Oversee and manage the end-to-end process for external audits and security assessments. This includes overseeing vulnerability assessments and penetration tests (pen tests), leading cross functional security review meetings, acting as the primary contact, and driving the entire remediation lifecycle for all audit and testing findings.

Act as a compliance consultant to our engineering, product, and legal teams, influencing necessary process and system modifications to meet evolving global regulatory needs in the most commercially viable way.

Serve as the subject matter expert when assisting with customer security questionnaires and high-stakes vendor/partner security and privacy assessments, using your expertise to unblock sales and partnership opportunities.

What You'll Bring

We are looking for a candidate who is deeply self-motivated, provides tangible value, and thrives in a high-ownership environment where agility and questioning are encouraged.

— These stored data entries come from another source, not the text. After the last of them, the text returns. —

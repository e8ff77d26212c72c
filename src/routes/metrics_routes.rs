use axum::{
    extract::State,
    http::header,
    response::IntoResponse,
    routing::get,
    Router,
};

use crate::models::AppState;

pub fn router() -> Router<AppState> {
    Router::new().route("/metrics", get(metrics))
}

/// Prometheus scrape endpoint. Unauthenticated; exposes counters only.
pub async fn metrics(State(state): State<AppState>) -> impl IntoResponse {
    (
        [(header::CONTENT_TYPE, "text/plain; version=0.0.4")],
        state.metrics.render_prometheus(),
    )
}
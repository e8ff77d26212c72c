//! Duplicate-pair detection over active patients.

use std::{
    cmp::Ordering,
    collections::{BTreeMap, BTreeSet, HashMap},
};

use chrono::{DateTime, Utc};
use uuid::Uuid;

use super::{
    normalize::{is_email_key, is_phone_key, normalize_email, normalize_full_name, normalize_phone},
    similarity::NameSimilarity,
};
use crate::models::{MergeCandidate, MergeStrategy, PatientIdentity};

#[derive(Debug, Clone)]
struct Normalized {
    patient_id: Uuid,
    created_at: DateTime<Utc>,
    full_name: String,
    phones: BTreeSet<String>,
    email: Option<String>,
}

impl From<&PatientIdentity> for Normalized {
    fn from(p: &PatientIdentity) -> Self {
        Normalized {
            patient_id: p.patient_id,
            created_at: p.created_at,
            full_name: normalize_full_name(&p.first_name, &p.last_name),
            phones: p
                .phones
                .iter()
                .map(|raw| normalize_phone(raw))
                .filter(|s| is_phone_key(s))
                .collect(),
            email: p
                .email
                .as_deref()
                .map(normalize_email)
                .filter(|s| is_email_key(s)),
        }
    }
}

/// Unordered pair, oriented so the older record is the merge target.
#[derive(Debug, Clone, Copy, PartialEq, Eq, Hash, PartialOrd, Ord)]
struct PairKey {
    target_id: Uuid,
    source_id: Uuid,
}

fn orient(a: &Normalized, b: &Normalized) -> PairKey {
    let a_first = (a.created_at, a.patient_id) <= (b.created_at, b.patient_id);
    if a_first {
        PairKey {
            target_id: a.patient_id,
            source_id: b.patient_id,
        }
    } else {
        PairKey {
            target_id: b.patient_id,
            source_id: a.patient_id,
        }
    }
}

/// Runs `strategies` over `patients` and returns one candidate per pair.
///
/// `patients` must already be restricted to active records. `name_threshold`
/// applies to `name_trgm`; `min_confidence`, when set, filters every strategy.
pub fn find_candidates(
    patients: &[PatientIdentity],
    strategies: &[MergeStrategy],
    name_threshold: f64,
    min_confidence: Option<f64>,
    similarity: &dyn NameSimilarity,
) -> Vec<MergeCandidate> {
    let normalized: Vec<Normalized> = patients.iter().map(Normalized::from).collect();

    // first strategy to claim a pair keeps it unless a later one scores higher
    let mut best: HashMap<PairKey, (MergeStrategy, f64)> = HashMap::new();
    for &strategy in MergeStrategy::DETECTABLE
        .iter()
        .filter(|s| strategies.contains(*s))
    {
        let pairs = match strategy {
            MergeStrategy::PhoneExact => {
                exact_pairs(&normalized, |p| p.phones.iter().map(String::as_str).collect())
            }
            MergeStrategy::EmailExact => {
                exact_pairs(&normalized, |p| p.email.as_deref().into_iter().collect())
            }
            MergeStrategy::NameTrgm => name_pairs(&normalized, name_threshold, similarity),
            MergeStrategy::Manual | MergeStrategy::Other => continue,
        };
        for (key, confidence) in pairs {
            if min_confidence.is_some_and(|min| confidence < min) {
                continue;
            }
            best.entry(key)
                .and_modify(|slot| {
                    if confidence > slot.1 {
                        *slot = (strategy, confidence);
                    }
                })
                .or_insert((strategy, confidence));
        }
    }

    let mut out: Vec<MergeCandidate> = best
        .into_iter()
        .map(|(key, (strategy, confidence))| MergeCandidate {
            source_id: key.source_id,
            target_id: key.target_id,
            strategy,
            confidence,
        })
        .collect();

    out.sort_by(|a, b| {
        b.confidence
            .partial_cmp(&a.confidence)
            .unwrap_or(Ordering::Equal)
            .then_with(|| a.target_id.cmp(&b.target_id))
            .then_with(|| a.source_id.cmp(&b.source_id))
    });
    out
}

/// Every pair sharing at least one non-empty key, confidence 1.0. A patient
/// may carry several keys; each pair is reported once.
fn exact_pairs<F>(patients: &[Normalized], keys_of: F) -> Vec<(PairKey, f64)>
where
    F: Fn(&Normalized) -> Vec<&str>,
{
    let mut groups: BTreeMap<&str, Vec<&Normalized>> = BTreeMap::new();
    for p in patients {
        for k in keys_of(p) {
            groups.entry(k).or_default().push(p);
        }
    }

    let mut pairs = BTreeSet::new();
    for members in groups.values().filter(|m| m.len() > 1) {
        for (i, a) in members.iter().enumerate() {
            for b in &members[i + 1..] {
                if a.patient_id != b.patient_id {
                    pairs.insert(orient(a, b));
                }
            }
        }
    }
    pairs.into_iter().map(|key| (key, 1.0)).collect()
}

/// Fuzzy name pairs at or above `threshold`. Only pairs that share at least
/// one blocking key are scored.
fn name_pairs(
    patients: &[Normalized],
    threshold: f64,
    similarity: &dyn NameSimilarity,
) -> Vec<(PairKey, f64)> {
    let mut index: HashMap<String, Vec<usize>> = HashMap::new();
    for (i, p) in patients.iter().enumerate() {
        if p.full_name.is_empty() {
            continue;
        }
        for key in similarity.blocking_keys(&p.full_name) {
            index.entry(key).or_default().push(i);
        }
    }

    let mut compared: BTreeSet<(usize, usize)> = BTreeSet::new();
    for bucket in index.values() {
        for (n, &i) in bucket.iter().enumerate() {
            for &j in &bucket[n + 1..] {
                if i != j {
                    compared.insert((i.min(j), i.max(j)));
                }
            }
        }
    }

    compared
        .into_iter()
        .filter_map(|(i, j)| {
            let (a, b) = (&patients[i], &patients[j]);
            let score = similarity.similarity(&a.full_name, &b.full_name).clamp(0.0, 1.0);
            (score >= threshold && score > 0.0).then(|| (orient(a, b), score))
        })
        .collect()
}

4+ years of relevant, hands-on experience in ITGC audits, SOC compliance, IT Audit, IT Risk assessment, security assessment, privacy assessment, and diverse regulatory/compliance audits.

Proven, practical experience in implementing and maintaining compliance for PCI DSS, AI compliance/EU AI Act, and EU-US DPF. Experience with the requirements for IBM FS certification is a plus. Extensive experience with Information Security and Risk Management standards, practices, methods, frameworks including NIST, PCI, ISO 27001, ISO 27005, ISO 277701, ISO 42001, etc.

A proven commitment to owning the outcome and delivering value. Must demonstrate a comfort level with ambiguity, an ability to rapidly adapt to change, and a proactive approach to finding cost-effective solutions for a small, scaling team. Comfortable working with global stakeholders across North America and Europe, including participating in audits and security reviews across time zones.

Strong working knowledge of IT Security, including Cloud Computing (e.g., AWS, Google Suite, Windows), database management systems, SDLC, IT General Controls, and cyber security, with a track record of implementing controls within agile development methodologies. Sound understanding of audit process/methodology and risk management/advisory ability. Experienced in using a risk-based audit approach in evaluation of recommendations for management processes.

Exceptional technical writing, presentation, and interpersonal skills. The ability to articulate complex compliance risks and solutions clearly to technical, business, and executive audiences. Excellent communication, interpersonal, time management and issue resolution skills. General understanding of security risks and trends, security compliance assessments, and audits. Strong experience in developing information security documentation standards, procedures and guidelines.

Bachelor's or Master's degree in Computer Science or equivalent experience preferred. CISA, CISSP, or relevant ISO Lead Implementer/Auditor certifications are strongly preferred.